Being inquisitive is part of that creative process – the “what if” of it all. I use that often in my design practice…”what if”…and “if, then.” It is not finite, it is a process that presents itself and a variety of tangents continuously.  Designer Todd Oldham observes that creative people are different and if you are not one, you will not understand the need to be creative. He knows that “as a creative person, you can actually survive off of your ideas.”

I agree. For some, creativity is a necessary aspect of being. It is a way of seeing. It is unavoidable and random. It is essential. It is life affirming and life giving. You either are one of the “creatives” or you are not. Yet creativity exists in each of us. It is not learned, but it can be honed.

The sensitivity that comes with this profoundly innate sense is sometimes an onerous burden. Being pleased by design details around you from nature to the built environment, from fashion to well-designed freeway overpasses, details matter and a great joy is the benefit. However, details can have the adverse affect, if not well executed. If they are not well placed or well designed details, they can grate and annoy, raise blood pressure and cause all manner of anxiety. It is an onus to be so sensitive to details. Poor lighting in a restaurant, imbalance of surface textures, ineffective or inappropriate colors  – it is all about that phrase “Beauty is in the eye of the beholder” and if the sensitive person is presented with jarring elements that they behold or consider to be in error, it can be most unavoidably disturbing.
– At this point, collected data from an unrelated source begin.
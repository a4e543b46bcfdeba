//! Construction-time configuration for blocking observables.

use super::blocking::BlockingObservable;
use super::traits::SharedValidator;
use crate::error::BoxError;

/// Lock hand-over policy.
#[derive(Debug, Clone, Copy, PartialEq, Eq, Default)]
pub enum Fairness {
    /// Released locks may be re-acquired by the releasing thread before
    /// waiting threads get a chance. Higher throughput.
    #[default]
    Unfair,

    /// Released locks are handed to a waiting thread, if any.
    Fair,
}

impl Fairness {
    /// Whether locks are released fairly.
    pub fn is_fair(self) -> bool {
        self == Self::Fair
    }
}

/// Builder for [`BlockingObservable`].
///
/// ```rust
/// use observable_core::concurrent::{BlockingObservable, Fairness};
///
/// let port = BlockingObservable::builder(8080u16)
///     .validator(|port: &u16| if *port == 0 { Err("port 0".into()) } else { Ok(()) })
///     .fairness(Fairness::Fair)
///     .build();
/// ```
pub struct BlockingObservableBuilder<V> {
    value: V,
    validator: Option<Box<SharedValidator<V>>>,
    fairness: Fairness,
}

impl<V> BlockingObservableBuilder<V>
where
    V: Clone + PartialEq + Send + Sync + 'static,
{
    pub(crate) fn new(value: V) -> Self {
        Self {
            value,
            validator: None,
            fairness: Fairness::default(),
        }
    }

    /// Reject candidate values for which `validator` returns an error.
    ///
    /// The initial value is not validated.
    pub fn validator<F>(mut self, validator: F) -> Self
    where
        F: Fn(&V) -> Result<(), BoxError> + Send + Sync + 'static,
    {
        self.validator = Some(Box::new(validator));
        self
    }

    /// Set the lock hand-over policy.
    pub fn fairness(mut self, fairness: Fairness) -> Self {
        self.fairness = fairness;
        self
    }

    /// Create the observable.
    pub fn build(self) -> BlockingObservable<V> {
        BlockingObservable::from_parts(self.value, self.validator, self.fairness)
    }
}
The placement of this fireplace an bar so grated on my sensitivities that it was amazingly uncomfortable being in this space. A challenge for correcting without structural modification for sure!

Like creative writers and their critics, who have often expressed their strength in the power of words…for designers and artists of many media, it is the power of color, lighting, pattern, and composition.

Good design is never out of style.

Friends Don’t Let Friends Pick Paint Colors

WHY? It’s never as easy as it seems! You can track the trends. See what is relevant to today’s popular design concepts. But how do you really pick a paint color? Warm versus cool, safe versus bold…there are seemingly limitless choices and so many things affect the decision. HELP!!!!!!

Does it help to swipe a swath on a wall?

Not usually. The surrounding often white paint isolates the color in a small concentration and it cannot begin to give the full effect of an entire wall or more. The most telling is to paint an entire section of wall that you can frame in your field of vision without seeing anything else.  That or painting an entire wall, for the best test.

Here a frustrated color connoisseur tried several test patches before calling for HELP!!! But we LOVE the novelty of the effect! What a conversation  piece – a work of art in its own right!!

When is the ceiling painted other than white and why?

Some colors stand-out and are more imposing while others meld with their associates.  It depends upon your personal comfort level. For example a room painted a sunny yellow might be too bold or imposing if the ceiling were to be painted that same color – white would be customary and give relief and contrast to the yellow vertical surfaces.  A more mellow color (like a taupe) might work well on all surfaces creating a soft, unifying encapsulation.  Shades of the same color – lighter or darker – can also prove to be an effective treatment. Light reflectance – artificial versus natural, depth, the hue and value all play a part in determining what works in a given situation. Not to mention any existing furnishings that might direct a color direction/selection.

Should different walls be different colors?

Why not? Variety is the spice of fabulous interiors – but that doesn’t negate the beauty of an all white interior . Knowing when you want color, how much and from what source is part of the balance of design.

Remodeling this room was comprised of removing walls, adding a serpentine banco and hearth, stone wall surface, painting stained cabinets…We started this project with a new white on white texture and contrast of 3 different stone materials adjacent white walls and white wood trim.

 

We ultimately added coral punctuation in the recesses of the niches.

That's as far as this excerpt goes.